* How to complete this task
Only a number is expected here: the count of lines in this data where "than" occurs.

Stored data
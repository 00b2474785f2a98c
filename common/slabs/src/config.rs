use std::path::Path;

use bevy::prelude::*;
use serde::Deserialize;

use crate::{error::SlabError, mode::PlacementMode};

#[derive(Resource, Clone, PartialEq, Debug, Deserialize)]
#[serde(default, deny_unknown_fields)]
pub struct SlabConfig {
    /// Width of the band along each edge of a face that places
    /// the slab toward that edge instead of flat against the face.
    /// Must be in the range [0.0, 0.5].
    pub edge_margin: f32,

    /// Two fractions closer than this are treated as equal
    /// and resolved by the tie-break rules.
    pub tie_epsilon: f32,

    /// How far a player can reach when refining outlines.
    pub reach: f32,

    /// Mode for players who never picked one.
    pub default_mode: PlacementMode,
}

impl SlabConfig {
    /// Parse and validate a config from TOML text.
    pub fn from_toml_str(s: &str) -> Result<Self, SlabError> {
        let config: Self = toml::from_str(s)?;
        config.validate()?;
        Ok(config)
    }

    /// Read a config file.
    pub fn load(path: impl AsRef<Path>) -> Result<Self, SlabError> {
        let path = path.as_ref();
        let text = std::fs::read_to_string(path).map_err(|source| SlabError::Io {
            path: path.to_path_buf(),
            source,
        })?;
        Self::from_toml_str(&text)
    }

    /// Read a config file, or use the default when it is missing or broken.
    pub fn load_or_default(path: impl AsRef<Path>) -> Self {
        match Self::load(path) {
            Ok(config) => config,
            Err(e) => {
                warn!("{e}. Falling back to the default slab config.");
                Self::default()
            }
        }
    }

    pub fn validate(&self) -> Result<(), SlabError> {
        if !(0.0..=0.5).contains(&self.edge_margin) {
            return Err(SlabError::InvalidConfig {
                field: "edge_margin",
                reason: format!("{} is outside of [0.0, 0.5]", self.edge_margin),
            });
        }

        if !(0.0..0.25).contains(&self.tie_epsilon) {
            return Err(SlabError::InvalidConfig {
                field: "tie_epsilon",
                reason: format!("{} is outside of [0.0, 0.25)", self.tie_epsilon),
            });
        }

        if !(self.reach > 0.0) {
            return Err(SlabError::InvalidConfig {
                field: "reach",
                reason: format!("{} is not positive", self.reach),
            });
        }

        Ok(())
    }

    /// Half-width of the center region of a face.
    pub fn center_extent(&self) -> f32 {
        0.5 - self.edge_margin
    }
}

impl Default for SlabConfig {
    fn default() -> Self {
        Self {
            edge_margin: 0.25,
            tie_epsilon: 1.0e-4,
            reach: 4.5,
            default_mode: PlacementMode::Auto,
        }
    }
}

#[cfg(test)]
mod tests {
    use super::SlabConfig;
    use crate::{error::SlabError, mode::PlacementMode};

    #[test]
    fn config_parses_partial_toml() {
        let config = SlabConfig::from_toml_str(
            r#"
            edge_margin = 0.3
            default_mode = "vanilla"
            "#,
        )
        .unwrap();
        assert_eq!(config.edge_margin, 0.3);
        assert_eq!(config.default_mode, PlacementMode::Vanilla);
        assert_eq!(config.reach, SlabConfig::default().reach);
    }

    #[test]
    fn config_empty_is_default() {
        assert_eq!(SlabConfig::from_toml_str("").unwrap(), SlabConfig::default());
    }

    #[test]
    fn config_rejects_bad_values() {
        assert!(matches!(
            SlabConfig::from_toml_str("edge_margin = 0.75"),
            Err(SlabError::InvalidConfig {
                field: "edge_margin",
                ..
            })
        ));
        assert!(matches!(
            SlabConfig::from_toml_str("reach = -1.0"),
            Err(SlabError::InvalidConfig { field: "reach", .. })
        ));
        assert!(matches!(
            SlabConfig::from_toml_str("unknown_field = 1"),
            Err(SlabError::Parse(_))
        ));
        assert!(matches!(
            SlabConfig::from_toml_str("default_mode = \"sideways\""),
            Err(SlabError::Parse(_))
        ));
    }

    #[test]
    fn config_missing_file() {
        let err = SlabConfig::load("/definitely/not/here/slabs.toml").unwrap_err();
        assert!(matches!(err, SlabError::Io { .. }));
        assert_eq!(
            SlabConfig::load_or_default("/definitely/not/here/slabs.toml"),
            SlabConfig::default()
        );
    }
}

--

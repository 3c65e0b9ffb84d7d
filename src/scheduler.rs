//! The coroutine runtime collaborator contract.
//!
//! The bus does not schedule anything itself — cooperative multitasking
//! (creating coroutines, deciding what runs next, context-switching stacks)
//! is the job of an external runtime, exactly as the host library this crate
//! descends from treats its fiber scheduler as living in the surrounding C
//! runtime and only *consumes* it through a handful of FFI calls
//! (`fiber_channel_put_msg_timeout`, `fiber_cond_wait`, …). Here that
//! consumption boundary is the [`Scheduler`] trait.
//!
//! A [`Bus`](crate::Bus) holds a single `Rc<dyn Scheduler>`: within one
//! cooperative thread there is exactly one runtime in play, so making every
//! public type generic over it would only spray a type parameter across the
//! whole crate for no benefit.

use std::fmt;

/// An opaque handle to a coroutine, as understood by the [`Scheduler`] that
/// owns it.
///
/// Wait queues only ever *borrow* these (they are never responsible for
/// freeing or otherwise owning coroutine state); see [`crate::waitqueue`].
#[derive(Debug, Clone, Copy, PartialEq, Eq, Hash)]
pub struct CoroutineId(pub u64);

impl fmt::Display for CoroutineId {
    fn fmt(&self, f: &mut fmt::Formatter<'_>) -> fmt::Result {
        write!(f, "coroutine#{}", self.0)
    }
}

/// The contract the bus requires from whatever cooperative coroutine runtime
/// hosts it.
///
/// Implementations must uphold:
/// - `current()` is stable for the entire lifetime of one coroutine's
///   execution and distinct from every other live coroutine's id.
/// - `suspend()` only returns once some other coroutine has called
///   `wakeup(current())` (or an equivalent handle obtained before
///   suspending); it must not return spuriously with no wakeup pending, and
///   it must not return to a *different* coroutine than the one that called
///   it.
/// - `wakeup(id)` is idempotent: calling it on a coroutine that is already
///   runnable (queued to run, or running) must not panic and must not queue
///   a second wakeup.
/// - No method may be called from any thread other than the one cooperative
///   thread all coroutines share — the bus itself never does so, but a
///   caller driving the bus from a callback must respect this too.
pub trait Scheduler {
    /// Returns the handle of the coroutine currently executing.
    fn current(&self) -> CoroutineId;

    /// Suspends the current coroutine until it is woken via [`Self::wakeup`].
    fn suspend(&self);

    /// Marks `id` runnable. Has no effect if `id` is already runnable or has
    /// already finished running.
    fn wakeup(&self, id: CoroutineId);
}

* * *

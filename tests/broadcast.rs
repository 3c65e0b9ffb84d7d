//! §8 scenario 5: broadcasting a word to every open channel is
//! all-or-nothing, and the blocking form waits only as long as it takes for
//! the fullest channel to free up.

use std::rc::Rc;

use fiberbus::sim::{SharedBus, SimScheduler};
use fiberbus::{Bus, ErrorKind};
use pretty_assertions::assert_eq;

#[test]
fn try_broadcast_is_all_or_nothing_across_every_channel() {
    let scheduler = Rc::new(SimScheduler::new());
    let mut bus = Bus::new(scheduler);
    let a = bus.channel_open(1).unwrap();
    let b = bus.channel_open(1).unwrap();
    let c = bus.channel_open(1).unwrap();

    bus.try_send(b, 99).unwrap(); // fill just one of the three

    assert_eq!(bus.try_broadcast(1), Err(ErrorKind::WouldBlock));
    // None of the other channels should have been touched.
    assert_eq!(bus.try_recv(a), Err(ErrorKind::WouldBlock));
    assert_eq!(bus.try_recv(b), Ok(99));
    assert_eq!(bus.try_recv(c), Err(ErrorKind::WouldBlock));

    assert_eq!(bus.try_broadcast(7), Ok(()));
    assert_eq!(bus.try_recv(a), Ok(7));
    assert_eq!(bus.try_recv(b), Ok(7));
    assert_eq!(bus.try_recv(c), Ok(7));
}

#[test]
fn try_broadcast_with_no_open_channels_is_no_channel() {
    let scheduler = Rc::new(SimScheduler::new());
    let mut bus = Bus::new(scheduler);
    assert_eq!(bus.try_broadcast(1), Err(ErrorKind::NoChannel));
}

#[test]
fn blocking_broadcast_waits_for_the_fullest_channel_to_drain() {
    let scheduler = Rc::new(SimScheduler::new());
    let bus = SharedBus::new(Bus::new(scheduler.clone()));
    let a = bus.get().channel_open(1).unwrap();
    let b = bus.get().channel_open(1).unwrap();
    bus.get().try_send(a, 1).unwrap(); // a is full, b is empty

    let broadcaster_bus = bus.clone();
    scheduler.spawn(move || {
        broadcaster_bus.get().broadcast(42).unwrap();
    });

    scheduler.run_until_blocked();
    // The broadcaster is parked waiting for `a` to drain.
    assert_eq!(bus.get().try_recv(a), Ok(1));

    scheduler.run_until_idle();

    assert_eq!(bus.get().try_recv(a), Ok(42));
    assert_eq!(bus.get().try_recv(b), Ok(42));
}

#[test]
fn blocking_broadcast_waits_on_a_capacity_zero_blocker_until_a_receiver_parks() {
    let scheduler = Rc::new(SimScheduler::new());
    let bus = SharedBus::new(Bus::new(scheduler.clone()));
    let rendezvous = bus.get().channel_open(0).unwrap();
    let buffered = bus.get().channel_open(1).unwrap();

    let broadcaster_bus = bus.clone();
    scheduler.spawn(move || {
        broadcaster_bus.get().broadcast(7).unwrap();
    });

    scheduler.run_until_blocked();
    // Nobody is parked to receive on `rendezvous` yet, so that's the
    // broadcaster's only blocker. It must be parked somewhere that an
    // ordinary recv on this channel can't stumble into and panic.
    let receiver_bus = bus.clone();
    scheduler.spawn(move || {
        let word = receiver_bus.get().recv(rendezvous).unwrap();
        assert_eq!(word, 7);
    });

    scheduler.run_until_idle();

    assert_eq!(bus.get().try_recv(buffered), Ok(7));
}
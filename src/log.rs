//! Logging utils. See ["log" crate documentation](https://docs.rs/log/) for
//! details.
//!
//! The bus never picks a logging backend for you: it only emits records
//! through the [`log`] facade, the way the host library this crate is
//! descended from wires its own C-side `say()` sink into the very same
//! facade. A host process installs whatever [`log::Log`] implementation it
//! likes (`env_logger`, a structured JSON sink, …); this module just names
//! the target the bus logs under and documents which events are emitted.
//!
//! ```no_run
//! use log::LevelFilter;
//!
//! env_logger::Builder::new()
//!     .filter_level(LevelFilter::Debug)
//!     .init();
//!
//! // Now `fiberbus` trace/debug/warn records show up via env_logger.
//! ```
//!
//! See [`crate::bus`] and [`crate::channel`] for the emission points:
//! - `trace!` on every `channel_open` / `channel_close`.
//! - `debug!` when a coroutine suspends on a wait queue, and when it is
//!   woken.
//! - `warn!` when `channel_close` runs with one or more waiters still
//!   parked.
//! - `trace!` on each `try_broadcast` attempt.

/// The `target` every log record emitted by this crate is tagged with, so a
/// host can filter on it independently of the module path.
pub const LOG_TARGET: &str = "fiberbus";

* Solution
3